State Key Laboratory of Electroanalytical Chemistry, Changchun Institute of Applied Chemistry, Chinese Academy of Sciences, Changchun 130022, PR China; University of Chinese Academy of Sciences, Beijing 100039, PR China.
State Key Laboratory of Electroanalytical Chemistry, Changchun Institute of Applied Chemistry, Chinese Academy of Sciences, Changchun 130022, PR China.
Biomaterials. 2017 Jul;132:37-47. doi: 10.1016/j.biomaterials.2017.04.007. Epub 2017 Apr 7.
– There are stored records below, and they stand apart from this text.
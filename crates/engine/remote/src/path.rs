use std::fmt;

/// One step of a context path: a record key or a sequence index.
#[derive(Debug, Clone, PartialEq, Eq, Hash, serde::Serialize, serde::Deserialize)]
pub enum PathSegment {
    Key(String),
    Index(usize),
}

impl PathSegment {
    pub fn as_key(&self) -> Option<&str> {
        match self {
            PathSegment::Key(key) => Some(key),
            PathSegment::Index(_) => None,
        }
    }
}

impl From<&str> for PathSegment {
    fn from(key: &str) -> Self {
        PathSegment::Key(key.to_owned())
    }
}

impl From<String> for PathSegment {
    fn from(key: String) -> Self {
        PathSegment::Key(key)
    }
}

impl From<usize> for PathSegment {
    fn from(index: usize) -> Self {
        PathSegment::Index(index)
    }
}

impl fmt::Display for PathSegment {
    fn fmt(&self, f: &mut fmt::Formatter<'_>) -> fmt::Result {
        match self {
            PathSegment::Key(key) => f.write_str(key),
            PathSegment::Index(index) => write!(f, "{index}"),
        }
    }
}
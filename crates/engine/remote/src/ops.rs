#[derive(Debug, Clone, Copy, PartialEq, Eq, Hash, serde::Serialize, serde::Deserialize, strum::Display)]
pub enum BinaryOp {
    #[strum(serialize = "+")]
    Add,
    #[strum(serialize = "-")]
    Sub,
    #[strum(serialize = "*")]
    Mul,
    #[strum(serialize = "/")]
    Div,
    #[strum(serialize = "%")]
    Rem,
    #[strum(serialize = "==")]
    Equal,
    #[strum(serialize = "!=")]
    NotEqual,
    #[strum(serialize = "<")]
    LessThan,
    #[strum(serialize = "<=")]
    LessOrEqual,
    #[strum(serialize = ">")]
    GreaterThan,
    #[strum(serialize = ">=")]
    GreaterOrEqual,
    #[strum(serialize = "&&")]
    And,
    #[strum(serialize = "||")]
    Or,
    #[strum(serialize = "++")]
    Concat,
}

impl BinaryOp {
    pub fn is_comparison(self) -> bool {
        matches!(
            self,
            BinaryOp::Equal
                | BinaryOp::NotEqual
                | BinaryOp::LessThan
                | BinaryOp::LessOrEqual
                | BinaryOp::GreaterThan
                | BinaryOp::GreaterOrEqual
        )
    }
}

#[derive(Debug, Clone, Copy, PartialEq, Eq, Hash, serde::Serialize, serde::Deserialize, strum::Display)]
pub enum UnaryOp {
    #[strum(serialize = "-")]
    Neg,
    #[strum(serialize = "!")]
    Not,
}
use remote::MaterializeError;

use crate::ScalarType;

/// Structural schema errors, all reported before any query runs. `location` is the
/// `Type.field` coordinate, with `(argument)` appended for argument errors.
#[derive(Debug, Clone, PartialEq, thiserror::Error)]
pub enum CompileError {
    #[error("The query type '{0}' is not declared")]
    MissingQueryType(String),
    #[error("At {location}, {err}")]
    InvalidTypeRef {
        location: String,
        err: crate::TypeRefError,
    },
    #[error("At {location}, unknown type '{name}'")]
    UnknownType { location: String, name: String },
    #[error("At {location}, arguments can only be built of scalars but found '{ty}'")]
    InvalidArgumentType { location: String, ty: String },
    #[error("At {location}, the resolver produces {found} but the field is declared as {expected}")]
    ShapeMismatch {
        location: String,
        expected: String,
        found: String,
    },
    #[error("At {location}, the resolver produces {found} which can't be returned as {expected}")]
    ScalarTypeMismatch {
        location: String,
        expected: ScalarType,
        found: String,
    },
    #[error("At {location}, the resolver reads the undeclared argument '{argument}'")]
    UnknownArgument { location: String, argument: String },
    #[error("At {location}, the resolver reads the argument '{argument}' as {found} but it is declared as {declared}")]
    ArgumentTypeMismatch {
        location: String,
        argument: String,
        declared: String,
        found: String,
    },
    #[error("At {location}, {err}")]
    InvalidPath { location: String, err: MaterializeError },
}
use std::sync::Arc;

use config::Config;
use schema::{CompileError, CompiledSchema, SchemaDefinition, StepGenerator};
use value::{Record, Value};

use crate::{
    execution::{ExecutionContext, Operation},
    EvaluationRuntime, Response,
};

/// A compiled schema ready to execute queries.
///
/// Compilation happens once in [`Engine::new`]. Executions only read the engine, so a single
/// instance can be shared across threads and run any number of queries concurrently.
pub struct Engine {
    schema: Arc<CompiledSchema>,
    config: Config,
    runtime: EvaluationRuntime,
    env: Arc<Record>,
}

#[derive(Debug, Clone)]
pub struct Request {
    pub query: String,
    pub operation_name: Option<String>,
    pub variables: serde_json::Map<String, serde_json::Value>,
    /// Current value of the root context, an empty record by default.
    pub root_value: Value,
    /// Overrides the configured `[env]` entries of the same name.
    pub env: Record,
}

impl Request {
    pub fn new(query: impl Into<String>) -> Self {
        Request {
            query: query.into(),
            operation_name: None,
            variables: serde_json::Map::new(),
            root_value: Value::Record(Record::new()),
            env: Record::new(),
        }
    }

    #[must_use]
    pub fn operation_name(mut self, name: impl Into<String>) -> Self {
        self.operation_name = Some(name.into());
        self
    }

    /// Anything but a JSON object is ignored.
    #[must_use]
    pub fn variables(mut self, variables: serde_json::Value) -> Self {
        if let serde_json::Value::Object(variables) = variables {
            self.variables = variables;
        }
        self
    }

    #[must_use]
    pub fn root_value(mut self, value: impl Into<Value>) -> Self {
        self.root_value = value.into();
        self
    }

    #[must_use]
    pub fn env(mut self, key: impl Into<String>, value: impl Into<Value>) -> Self {
        self.env.insert(key, value);
        self
    }
}

impl Engine {
    pub fn new(definition: SchemaDefinition, config: Config) -> Result<Self, CompileError> {
        let schema = StepGenerator::new(&definition).generate()?;
        tracing::debug!(objects = schema.objects().count(), "compiled schema");
        Ok(Self::from_compiled(schema, config))
    }

    /// From a schema compiled earlier, possibly deserialized.
    pub fn from_compiled(schema: CompiledSchema, config: Config) -> Self {
        Engine {
            schema: Arc::new(schema),
            runtime: EvaluationRuntime::new(config.debug.level),
            env: Arc::new(config.env_record()),
            config,
        }
    }

    pub fn schema(&self) -> &CompiledSchema {
        &self.schema
    }

    pub fn runtime(&self) -> &EvaluationRuntime {
        &self.runtime
    }

    pub fn execute(&self, request: Request) -> Response {
        let span = tracing::info_span!("execute", operation_name = request.operation_name.as_deref());
        let _guard = span.enter();

        let env = if request.env.is_empty() {
            Arc::clone(&self.env)
        } else {
            let mut env = Record::clone(&self.env);
            env.extend(request.env);
            Arc::new(env)
        };

        ExecutionContext {
            schema: &self.schema,
            config: &self.config,
            runtime: &self.runtime,
        }
        .execute(Operation {
            query: &request.query,
            operation_name: request.operation_name.as_deref(),
            variables: &request.variables,
            root_value: request.root_value,
            env,
        })
    }
}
Titanium nitride, an alternative plasmonic material to gold with unique physiochemical properties, has been widely used in microelectronics, biomedical devices and food-contact applications. However, its potential application in the area of biomedicine has not been effectively explored. With the spectral match of their plasmon resonance band and the biological transparency window as well as good biocompatibility, titanium nitride nanoparticles (TiN NPs) are promising photoabsorbing agents for photothermal therapy (PTT) and photoacoustic imaging. Nevertheless, the photothermal performance of TiN NPs has not been investigated until now. Here, we presented the investigation of employing TiN NPs as photoabsorbing agents for in vivo photoacoustic tomography (PAT) imaging-guided photothermal cancer therapy. Our experimental results showed that TiN NPs could strongly absorb the NIR light and provided up to 48% photothermal conversion efficiency. After PEGylation, the resultant nanoparticles demonstrated improved physiological stability and extensive blood retention. Following intravenously administration, they could simultaneously enhance the photoacoustic signals of the tumor region and destroy tumors in the tumor-bearing mouse model by taking advantage of the photothermal effect of the TiN NPs. Our findings highlighted the great potential of plasmonic TiN NPs in detection and treatment of cancer.
氮化钛是一种替代金的等离子体材料,具有独特的物理化学性质,已广泛应用于微电子、生物医学设备和食品接触应用。然而,其在生物医学领域的潜在应用尚未得到有效探索。氮化钛纳米粒子(TiN NPs)具有等离子体共振带的光谱匹配和生物透明窗口以及良好的生物相容性,是光热治疗(PTT)和光声成象的有前途的光吸收剂。然而,直到现在,TiN NPs 的光热性能仍未得到研究。在这里,我们研究了将 TiN NPs 用作光吸收剂用于体内光声断层扫描(PAT)成像引导光热癌症治疗。我们的实验结果表明,TiN NPs 可以强烈吸收近红外光,并提供高达 48%的光热转换效率。经过 PEG 化处理后,所得纳米颗粒表现出更好的生理稳定性和广泛的血液保留。静脉注射后,它们可以通过利用 TiN NPs 的光热效应,同时增强肿瘤部位的光声信号,并在荷瘤小鼠模型中破坏肿瘤。我们的研究结果突出了等离子体 TiN NPs 在癌症检测和治疗方面的巨大潜力。